Scan the records for the word "contains". Copy each line that includes it.

#### Records provided
------------------------------

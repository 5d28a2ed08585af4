//! Client Hub (§4.F) — the centerpiece: classifies peers, fans out frames
//! and sound deltas, forwards browser input to game sources.

use std::collections::HashMap;
use std::sync::Arc;

use axum::extract::ws::Message;
use parking_lot::{Mutex as SyncMutex, RwLock as SyncRwLock};
use serde_json::Value;
use tokio::sync::mpsc;

use crate::frame_parser::{FrameParser, ParseOutcome};
use crate::handle::Handle;
use crate::protocol::{now_ms, InboundEnvelope, ServerMessage};
use crate::pulsar::PulsarChannel;
use crate::slot::SlotScheduler;
use crate::stats::Stats;
use crate::voice::{OscArg, OscOutcome, VoiceDelta, VoiceState, VoiceStateSnapshot};

/// Games spun up directly by the browser with no PULSAR involvement.
const BUILTIN_GAMES: &[&str] = &["pong", "snake"];
/// Game types that bridge to PULSAR slots (see §8 S4).
const PULSAR_BACKED_GAMES: &[&str] = &["magnetar"];

type Outbox = mpsc::Sender<Message>;

struct GameSourceEntry {
    outbox: Outbox,
    game_type: SyncMutex<String>,
}

pub struct Hub {
    browsers: SyncRwLock<HashMap<Handle, Outbox>>,
    game_sources: SyncRwLock<HashMap<Handle, GameSourceEntry>>,
    voice: SyncMutex<VoiceState>,
    current_screen: SyncMutex<Option<String>>,
    stats: Arc<SyncMutex<Stats>>,
    scheduler: Arc<SlotScheduler>,
    frame_parser: Arc<SyncMutex<FrameParser>>,
}

impl Hub {
    pub fn new(pulsar: Arc<PulsarChannel>) -> Self {
        let stats = Arc::new(SyncMutex::new(Stats::new()));
        let frame_parser = Arc::new(SyncMutex::new(FrameParser::new()));
        let scheduler = Arc::new(SlotScheduler::new(pulsar, frame_parser.clone(), stats.clone()));
        Self {
            browsers: SyncRwLock::new(HashMap::new()),
            game_sources: SyncRwLock::new(HashMap::new()),
            voice: SyncMutex::new(VoiceState::new()),
            current_screen: SyncMutex::new(None),
            stats,
            scheduler,
            frame_parser,
        }
    }

    // ---- connection lifecycle ------------------------------------------

    /// Registers a browser peer and sends it the `sync` message. The sync
    /// is pushed onto the outbox *before* the peer is published into
    /// `browsers`, so no other broadcaster can race ahead of it (§5
    /// ordering guarantee 4).
    pub fn register_browser(&self, handle: Handle, outbox: Outbox) {
        let snapshot = self.voice.lock().snapshot();
        self.send_on(&outbox, &ServerMessage::Sync { snd: snapshot });
        self.browsers.write().insert(handle, outbox);
        self.stats.lock().clients_connected += 1;
    }

    pub fn register_game_source(&self, handle: Handle, outbox: Outbox) {
        self.game_sources.write().insert(
            handle,
            GameSourceEntry {
                outbox,
                game_type: SyncMutex::new("unknown".to_string()),
            },
        );
    }

    pub fn remove_peer(&self, handle: Handle) {
        self.browsers.write().remove(&handle);
        self.game_sources.write().remove(&handle);
    }

    // ---- inbound dispatch ------------------------------------------------

    pub fn handle_game_source_message(&self, handle: Handle, raw: &str) {
        let envelope = match serde_json::from_str::<InboundEnvelope>(raw) {
            Ok(e) => e,
            Err(_) => {
                self.stats.lock().decode_errors += 1;
                return;
            }
        };

        match envelope.t.as_str() {
            "register" => {
                if let Some(game_type) = envelope.rest.get("gameType").and_then(Value::as_str) {
                    if let Some(entry) = self.game_sources.read().get(&handle) {
                        *entry.game_type.lock() = game_type.to_string();
                    }
                }
            }
            "frame" => {
                if let Some(snd) = envelope.rest.get("snd") {
                    if let Ok(delta) = serde_json::from_value::<VoiceDelta>(snd.clone()) {
                        self.voice.lock().apply_delta(delta);
                    }
                }
                self.stats.lock().frames_relayed += 1;
                self.broadcast_raw_to_browsers(raw);
            }
            _ => {}
        }
    }

    pub async fn handle_browser_message(&self, handle: Handle, raw: &str) {
        let envelope = match serde_json::from_str::<InboundEnvelope>(raw) {
            Ok(e) => e,
            Err(_) => {
                self.stats.lock().decode_errors += 1;
                return;
            }
        };

        match envelope.t.as_str() {
            "input" => self.broadcast_raw_to_game_sources(raw),
            "screen" => {
                if let Some(screen) = envelope.rest.get("screen").and_then(Value::as_str) {
                    *self.current_screen.lock() = Some(screen.to_string());
                }
            }
            "bridge.spawn" => self.handle_bridge_spawn(handle, envelope.rest).await,
            "ping" => self.send_to(handle, &ServerMessage::Pong { ts: now_ms() }),
            _ => {}
        }
    }

    async fn handle_bridge_spawn(&self, handle: Handle, rest: Value) {
        let game = rest
            .get("game")
            .and_then(Value::as_str)
            .unwrap_or_default()
            .to_string();
        let channel = rest.get("channel").and_then(Value::as_u64).map(|c| c as u16);

        if BUILTIN_GAMES.contains(&game.as_str()) {
            self.send_to(
                handle,
                &ServerMessage::BridgeReady {
                    game,
                    slot: channel.unwrap_or(0),
                    status: "builtin",
                },
            );
            return;
        }

        if !PULSAR_BACKED_GAMES.contains(&game.as_str()) {
            self.send_to(
                handle,
                &ServerMessage::BridgeError {
                    game,
                    slot: channel,
                    error: "unknown game type".to_string(),
                },
            );
            return;
        }

        let Some(slot) = channel else {
            self.send_to(
                handle,
                &ServerMessage::BridgeError {
                    game,
                    slot: None,
                    error: "missing channel".to_string(),
                },
            );
            return;
        };

        match self.scheduler.init_slot(slot, 60, 24, 15).await {
            Ok(()) => {
                let _ = self.scheduler.spawn_sprite(slot, "seed", 10, 10, 4, 12, 1).await;
                let _ = self.scheduler.spawn_sprite(slot, "seed", 40, 18, 4, -12, 1).await;
                self.stats.lock().bridges_spawned += 1;
                self.send_to(
                    handle,
                    &ServerMessage::BridgeReady {
                        game,
                        slot,
                        status: "ok",
                    },
                );
            }
            Err(err) => {
                self.send_to(
                    handle,
                    &ServerMessage::BridgeError {
                        game,
                        slot: Some(slot),
                        error: err.to_string(),
                    },
                );
            }
        }
    }

    // ---- OSC ingest (§4.E) ----------------------------------------------

    pub fn handle_osc_message(&self, address: &str, args: &[OscArg]) {
        let outcome = self.voice.lock().apply_osc_message(address, args);
        match outcome {
            OscOutcome::Delta(delta) if !delta.is_empty() => {
                self.broadcast_to_browsers(&ServerMessage::Snd { snd: delta });
            }
            OscOutcome::Delta(_) => {}
            OscOutcome::Dropped => {}
            OscOutcome::Unrecognized => self.stats.lock().osc_unrecognized += 1,
        }
    }

    pub fn note_osc_decode_error(&self) {
        self.stats.lock().decode_errors += 1;
    }

    /// Counted once per inbound datagram, not per bundled message (§4.E).
    pub fn note_osc_datagram(&self) {
        self.stats.lock().osc_messages += 1;
    }

    // ---- PULSAR frame relay (§4.C -> §4.F) -------------------------------

    pub fn feed_pulsar_line(&self, line: &str) {
        let outcome = self.frame_parser.lock().feed_line(line);
        match outcome {
            ParseOutcome::FrameReady { slot, display } => self.broadcast_engine_frame(slot, display),
            ParseOutcome::ProtocolViolation => self.stats.lock().protocol_violations += 1,
            ParseOutcome::Informational(line) => tracing::trace!(%line, "pulsar informational output"),
            ParseOutcome::None => {}
        }
    }

    fn broadcast_engine_frame(&self, slot: u16, display: String) {
        self.stats.lock().frames_relayed += 1;
        self.broadcast_to_browsers(&ServerMessage::Frame {
            slot: Some(slot),
            display,
            ts: now_ms(),
        });
    }

    pub async fn clear_all_slots(&self) {
        self.scheduler.clear_all().await;
    }

    // ---- broadcast primitives --------------------------------------------

    fn broadcast_to_browsers(&self, msg: &ServerMessage) {
        let Ok(text) = serde_json::to_string(msg) else {
            return;
        };
        self.broadcast_raw_to_browsers(&text);
    }

    /// Fans a raw JSON string out to every browser with a healthy outbox;
    /// a peer whose outbox is full or closed is dropped (§4.F back-pressure
    /// policy).
    fn broadcast_raw_to_browsers(&self, raw: &str) {
        let message = Message::Text(raw.to_string());
        self.browsers
            .write()
            .retain(|_, outbox| outbox.try_send(message.clone()).is_ok());
    }

    fn broadcast_raw_to_game_sources(&self, raw: &str) {
        let message = Message::Text(raw.to_string());
        self.game_sources
            .write()
            .retain(|_, entry| entry.outbox.try_send(message.clone()).is_ok());
    }

    fn send_to(&self, handle: Handle, msg: &ServerMessage) {
        let outbox = self.browsers.read().get(&handle).cloned();
        if let Some(outbox) = outbox {
            self.send_on(&outbox, msg);
        }
    }

    fn send_on(&self, outbox: &Outbox, msg: &ServerMessage) {
        if let Ok(text) = serde_json::to_string(msg) {
            let _ = outbox.try_send(Message::Text(text));
        }
    }

    // ---- shutdown (§4.F Cancellation) ------------------------------------

    pub fn close_all_peers(&self) {
        for outbox in self.browsers.write().drain().map(|(_, o)| o) {
            let _ = outbox.try_send(Message::Close(None));
        }
        for entry in self.game_sources.write().drain().map(|(_, e)| e) {
            let _ = entry.outbox.try_send(Message::Close(None));
        }
    }

    // ---- control surface (§4.H) ------------------------------------------

    pub fn status_snapshot(&self) -> StatusSnapshot {
        StatusSnapshot {
            status: "ok",
            uptime_ms: self.stats.lock().uptime_ms(),
            clients_count: self.browsers.read().len(),
            game_sources_count: self.game_sources.read().len(),
            stats: self.stats.lock().clone(),
            sound_state: self.voice.lock().snapshot(),
        }
    }

    pub fn current_screen_or_placeholder(&self) -> String {
        self.current_screen
            .lock()
            .clone()
            .unwrap_or_else(|| "(no screen yet)".to_string())
    }
}

#[derive(serde::Serialize)]
pub struct StatusSnapshot {
    pub status: &'static str,
    pub uptime_ms: i64,
    pub clients_count: usize,
    #[serde(rename = "gameSources_count")]
    pub game_sources_count: usize,
    pub stats: Stats,
    #[serde(rename = "soundState")]
    pub sound_state: VoiceStateSnapshot,
}

#[cfg(test)]
mod tests {
    use super::*;
    use crate::config::Config;
    use crate::supervisor::Supervisor;
    use tokio::sync::mpsc;

    fn new_hub() -> Hub {
        let (tx, _rx) = mpsc::unbounded_channel();
        let config = Config::from_env();
        let supervisor = Arc::new(Supervisor::new(config.clone()));
        let pulsar = Arc::new(PulsarChannel::new(config, tx, supervisor));
        Hub::new(pulsar)
    }

    #[tokio::test]
    async fn browser_join_receives_sync_first() {
        let hub = new_hub();
        let (tx, mut rx) = mpsc::channel(8);
        hub.register_browser(Handle::new(), tx);
        let msg = rx.recv().await.unwrap();
        match msg {
            Message::Text(text) => assert!(text.contains("\"t\":\"sync\"")),
            _ => panic!("expected text message"),
        }
    }

    #[tokio::test]
    async fn input_forwards_unchanged_to_game_sources_only() {
        let hub = new_hub();
        let (browser_tx, mut browser_rx) = mpsc::channel(8);
        let (game_tx, mut game_rx) = mpsc::channel(8);
        let browser = Handle::new();
        let game = Handle::new();
        hub.register_browser(browser, browser_tx);
        hub.register_game_source(game, game_tx);
        // drain the sync message
        browser_rx.recv().await.unwrap();

        let raw = r#"{"t":"input","key":"A"}"#;
        hub.handle_browser_message(browser, raw).await;

        let forwarded = game_rx.recv().await.unwrap();
        match forwarded {
            Message::Text(text) => assert_eq!(text, raw),
            _ => panic!("expected text"),
        }
        assert!(browser_rx.try_recv().is_err());
    }

    #[tokio::test]
    async fn osc_delta_reaches_browsers_only() {
        let hub = new_hub();
        let (browser_tx, mut browser_rx) = mpsc::channel(8);
        let (game_tx, mut game_rx) = mpsc::channel(8);
        hub.register_browser(Handle::new(), browser_tx);
        hub.register_game_source(Handle::new(), game_tx);
        browser_rx.recv().await.unwrap();

        hub.handle_osc_message(
            "/quasar/0/set",
            &[OscArg::Int(1), OscArg::Int(18), OscArg::Int(7), OscArg::Int(12)],
        );

        let msg = browser_rx.recv().await.unwrap();
        match msg {
            Message::Text(text) => assert!(text.contains("\"t\":\"snd\"")),
            _ => panic!("expected text"),
        }
        assert!(game_rx.try_recv().is_err());
    }

    #[tokio::test]
    async fn unknown_bridge_game_returns_error() {
        let hub = new_hub();
        let (tx, mut rx) = mpsc::channel(8);
        let browser = Handle::new();
        hub.register_browser(browser, tx);
        rx.recv().await.unwrap(); // sync

        hub.handle_browser_message(
            browser,
            r#"{"t":"bridge.spawn","game":"not-a-real-game","channel":1}"#,
        )
        .await;

        let msg = rx.recv().await.unwrap();
        match msg {
            Message::Text(text) => assert!(text.contains("bridge.error")),
            _ => panic!("expected text"),
        }
    }
}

------------------------------

#### Solution to this exercise
        if BUILTIN_GAMES.contains(&game.as_str()) {
        if !PULSAR_BACKED_GAMES.contains(&game.as_str()) {
            Message::Text(text) => assert!(text.contains("\"t\":\"sync\"")),
            Message::Text(text) => assert!(text.contains("\"t\":\"snd\"")),
            Message::Text(text) => assert!(text.contains("bridge.error")),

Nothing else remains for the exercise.